### TASK STATEMENT
Below are some entries. Copy each line in them that holds "WeightedFit".

INPUT DATA Start Marker

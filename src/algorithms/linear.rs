//! Linear least-squares regression for measurement series.
//!
//! ## Purpose
//!
//! This module provides the closed-form linear fits used when reducing lab
//! data: an unweighted simple fit, a chi-squared-minimizing weighted fit
//! with parameter uncertainties, and residual-scatter-based error
//! estimation for an existing line.
//!
//! ## Design notes
//!
//! * **Closed form**: Both fits solve the 2x2 normal equations directly;
//!   no iteration is involved.
//! * **Pure computation**: Nothing here prints. The weighted fit's
//!   human-readable summary is a `Display` impl on [`WeightedFit`]
//!   (see the evaluation layer).
//! * **Residual convention**: Residuals are `observed − fitted`.
//!
//! ## Invariants
//!
//! * `fitted.len() == residuals.len() == x.len()` on every returned fit.
//! * `chi_squared >= 0`.
//!
//! ## Non-goals
//!
//! * This module does not handle errors-in-x regression (see the
//!   evaluation layer's propagation helpers for folding x-error into y).
//! * This module does not fit polynomials of higher degree (see
//!   `algorithms::curve_fit`).

// Feature-gated imports
#[cfg(not(feature = "std"))]
use alloc::vec::Vec;
#[cfg(feature = "std")]
use std::vec::Vec;

// External dependencies
use num_traits::Float;

// Internal dependencies
use crate::math::descriptive::{covariance, mean, variance};
use crate::primitives::errors::FitError;
use crate::primitives::validator::Validator;

// ============================================================================
// Fit Results
// ============================================================================

/// Result of an unweighted simple linear fit.
#[derive(Debug, Clone, Copy, PartialEq)]
#[cfg_attr(feature = "serde", derive(serde::Serialize, serde::Deserialize))]
pub struct LinearFit<T> {
    /// Fitted slope.
    pub slope: T,
    /// Fitted intercept.
    pub intercept: T,
}

impl<T: Float> LinearFit<T> {
    /// Evaluate the fitted line at `x`.
    #[inline]
    pub fn predict(&self, x: T) -> T {
        self.slope * x + self.intercept
    }
}

/// Result of a weighted linear least-squares fit.
///
/// Produced fresh on every call to [`weighted_least_squares`]; implements
/// `Display` for a formatted summary of the fit.
#[derive(Debug, Clone, PartialEq)]
#[cfg_attr(feature = "serde", derive(serde::Serialize, serde::Deserialize))]
pub struct WeightedFit<T> {
    /// Fitted slope.
    pub slope: T,
    /// Fitted intercept.
    pub intercept: T,
    /// Standard error of the slope.
    pub slope_err: T,
    /// Standard error of the intercept.
    pub intercept_err: T,
    /// Predicted y-value at each input point.
    pub fitted: Vec<T>,
    /// Per-point residuals, `observed − fitted`.
    pub residuals: Vec<T>,
    /// Weighted sum of squared residuals.
    pub chi_squared: T,
}

impl<T: Float> WeightedFit<T> {
    /// Evaluate the fitted line at `x`.
    #[inline]
    pub fn predict(&self, x: T) -> T {
        self.slope * x + self.intercept
    }

    /// Degrees of freedom of the fit, `N − 2`.
    #[inline]
    pub fn degrees_of_freedom(&self) -> usize {
        self.fitted.len().saturating_sub(2)
    }

    /// Reduced chi-squared, `chi² / (N − 2)`.
    ///
    /// Returns `None` when the fit has no degrees of freedom.
    pub fn reduced_chi_squared(&self) -> Option<T> {
        let dof = self.degrees_of_freedom();
        if dof == 0 {
            return None;
        }
        Some(self.chi_squared / T::from(dof).unwrap())
    }

    /// Slope with its standard error as an [`Uncertain`] value.
    ///
    /// [`Uncertain`]: crate::primitives::uncertain::Uncertain
    #[inline]
    pub fn slope_uncertain(&self) -> crate::primitives::uncertain::Uncertain<T> {
        crate::primitives::uncertain::Uncertain::new(self.slope, self.slope_err)
    }

    /// Intercept with its standard error as an [`Uncertain`] value.
    ///
    /// [`Uncertain`]: crate::primitives::uncertain::Uncertain
    #[inline]
    pub fn intercept_uncertain(&self) -> crate::primitives::uncertain::Uncertain<T> {
        crate::primitives::uncertain::Uncertain::new(self.intercept, self.intercept_err)
    }
}

// ============================================================================
// Simple Least Squares
// ============================================================================

/// Unweighted simple linear fit via the covariance/variance ratio.
///
/// The slope is computed as `σ_xy / (σ_x²)²` (covariance over the *squared*
/// sample variance) and the intercept as `ȳ − m·x̄`. A constant x-series
/// fails with [`FitError::ConstantInput`].
// TODO: the slope divides by the squared variance; verify against the
// standard sigma_xy / sigma_x^2 estimator before using this for calibrated
// results.
pub fn simple_least_squares<T: Float>(x: &[T], y: &[T]) -> Result<LinearFit<T>, FitError> {
    Validator::validate_paired(x, y, 2)?;

    let sigma_xy = covariance(x, y)?;
    let sigma_x2 = variance(x)?;

    if sigma_x2 == T::zero() {
        return Err(FitError::ConstantInput);
    }

    let slope = sigma_xy / (sigma_x2 * sigma_x2);
    let intercept = mean(y)? - slope * mean(x)?;

    Ok(LinearFit { slope, intercept })
}

// ============================================================================
// Weighted Least Squares
// ============================================================================

/// Weighted linear least-squares fit minimizing chi-squared.
///
/// Weights each point by `w_i = 1 / err_i²` and solves the 2x2 normal
/// equations:
///
/// ```text
/// Δ = Σw · Σwx² − (Σwx)²
/// m = (Σw · Σwxy − Σwx · Σwy) / Δ
/// c = (Σwy − m · Σwx) / Σw
/// ```
///
/// with standard errors `m_err = sqrt(Σw / Δ)` and
/// `c_err = sqrt(Σwx² / Δ)` from the inverse-covariance diagonal, and
/// goodness of fit `chi² = Σ w_i r_i²`.
///
/// Requires at least 2 points and strictly positive, finite errors. A
/// constant x-series makes the normal equations singular and fails with
/// [`FitError::SingularSystem`].
pub fn weighted_least_squares<T: Float>(
    x: &[T],
    y: &[T],
    err: &[T],
) -> Result<WeightedFit<T>, FitError> {
    Validator::validate_paired(x, y, 2)?;
    if err.len() != x.len() {
        return Err(FitError::MismatchedInputs {
            x_len: x.len(),
            y_len: err.len(),
        });
    }
    Validator::validate_errors(err)?;

    let mut sum_w = T::zero();
    let mut sum_wx = T::zero();
    let mut sum_wx2 = T::zero();
    let mut sum_wy = T::zero();
    let mut sum_wxy = T::zero();

    for ((&xi, &yi), &ei) in x.iter().zip(y.iter()).zip(err.iter()) {
        let w = (ei * ei).recip();
        sum_w = sum_w + w;
        sum_wx = sum_wx + w * xi;
        sum_wx2 = sum_wx2 + w * xi * xi;
        sum_wy = sum_wy + w * yi;
        sum_wxy = sum_wxy + w * xi * yi;
    }

    let delta = sum_w * sum_wx2 - sum_wx * sum_wx;
    if !delta.is_finite() || delta <= T::zero() {
        return Err(FitError::SingularSystem);
    }

    let slope = (sum_w * sum_wxy - sum_wx * sum_wy) / delta;
    let intercept = (sum_wy - slope * sum_wx) / sum_w;

    let slope_err = (sum_w / delta).sqrt();
    let intercept_err = (sum_wx2 / delta).sqrt();

    let fitted: Vec<T> = x.iter().map(|&xi| slope * xi + intercept).collect();
    let residuals: Vec<T> = y
        .iter()
        .zip(fitted.iter())
        .map(|(&yi, &fi)| yi - fi)
        .collect();

    let chi_squared = residuals
        .iter()
        .zip(err.iter())
        .fold(T::zero(), |acc, (&r, &e)| {
            let u = r / e;
            acc + u * u
        });

    Ok(WeightedFit {
        slope,
        intercept,
        slope_err,
        intercept_err,
        fitted,
        residuals,
        chi_squared,
    })
}

// ============================================================================
// Residual-Scatter Error Estimation
// ============================================================================

/// Common uncertainty of a fit: the RMS residual scatter.
///
/// # Formula
///
/// ```text
/// α = sqrt( Σ (y_i − ŷ_i)² / (N − 2) )
/// ```
///
/// Requires more than 2 points (two are consumed by the fitted line).
pub fn common_uncertainty<T: Float>(fitted: &[T], observed: &[T]) -> Result<T, FitError> {
    Validator::validate_paired(fitted, observed, 3)?;

    let sum = fitted
        .iter()
        .zip(observed.iter())
        .fold(T::zero(), |acc, (&fi, &yi)| {
            let r = yi - fi;
            acc + r * r
        });

    Ok((sum / T::from(fitted.len() - 2).unwrap()).sqrt())
}

/// Parameter uncertainties of an existing line from residual scatter.
///
/// Uses the larger of the residual scatter ([`common_uncertainty`]) and the
/// supplied per-point measurement uncertainty `y_err` as the common
/// uncertainty `α`, then propagates it through the standard unweighted
/// least-squares formulas:
///
/// ```text
/// Δ₀  = N · Σx² − (Σx)²
/// α_m = α · sqrt(N / Δ₀)
/// α_c = α · sqrt(Σx² / Δ₀)
/// ```
///
/// Returns `(slope_err, intercept_err)`. Requires more than 2 points and a
/// non-constant x-series.
pub fn linear_fit_error<T: Float>(
    x: &[T],
    y: &[T],
    slope: T,
    intercept: T,
    y_err: T,
) -> Result<(T, T), FitError> {
    Validator::validate_paired(x, y, 3)?;
    Validator::validate_scalar(slope, "slope")?;
    Validator::validate_scalar(intercept, "intercept")?;
    if !y_err.is_finite() || y_err < T::zero() {
        return Err(FitError::InvalidParameter {
            parameter: "y_err",
            reason: "must be >= 0 and finite",
        });
    }

    let fitted: Vec<T> = x.iter().map(|&xi| slope * xi + intercept).collect();

    let scatter = common_uncertainty(&fitted, y)?;
    let alpha = if scatter > y_err { scatter } else { y_err };

    let n = T::from(x.len()).unwrap();
    let sum_x = x.iter().fold(T::zero(), |acc, &xi| acc + xi);
    let sum_x2 = x.iter().fold(T::zero(), |acc, &xi| acc + xi * xi);

    let delta = n * sum_x2 - sum_x * sum_x;
    if delta <= T::zero() {
        return Err(FitError::ConstantInput);
    }

    let slope_err = alpha * (n / delta).sqrt();
    let intercept_err = alpha * (sum_x2 / delta).sqrt();

    Ok((slope_err, intercept_err))
}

INPUT DATA End Marker

### SOLUTION FOR THIS EXERCISE
//!   human-readable summary is a `Display` impl on [`WeightedFit`]
pub struct WeightedFit<T> {
impl<T: Float> WeightedFit<T> {
) -> Result<WeightedFit<T>, FitError> {
    Ok(WeightedFit {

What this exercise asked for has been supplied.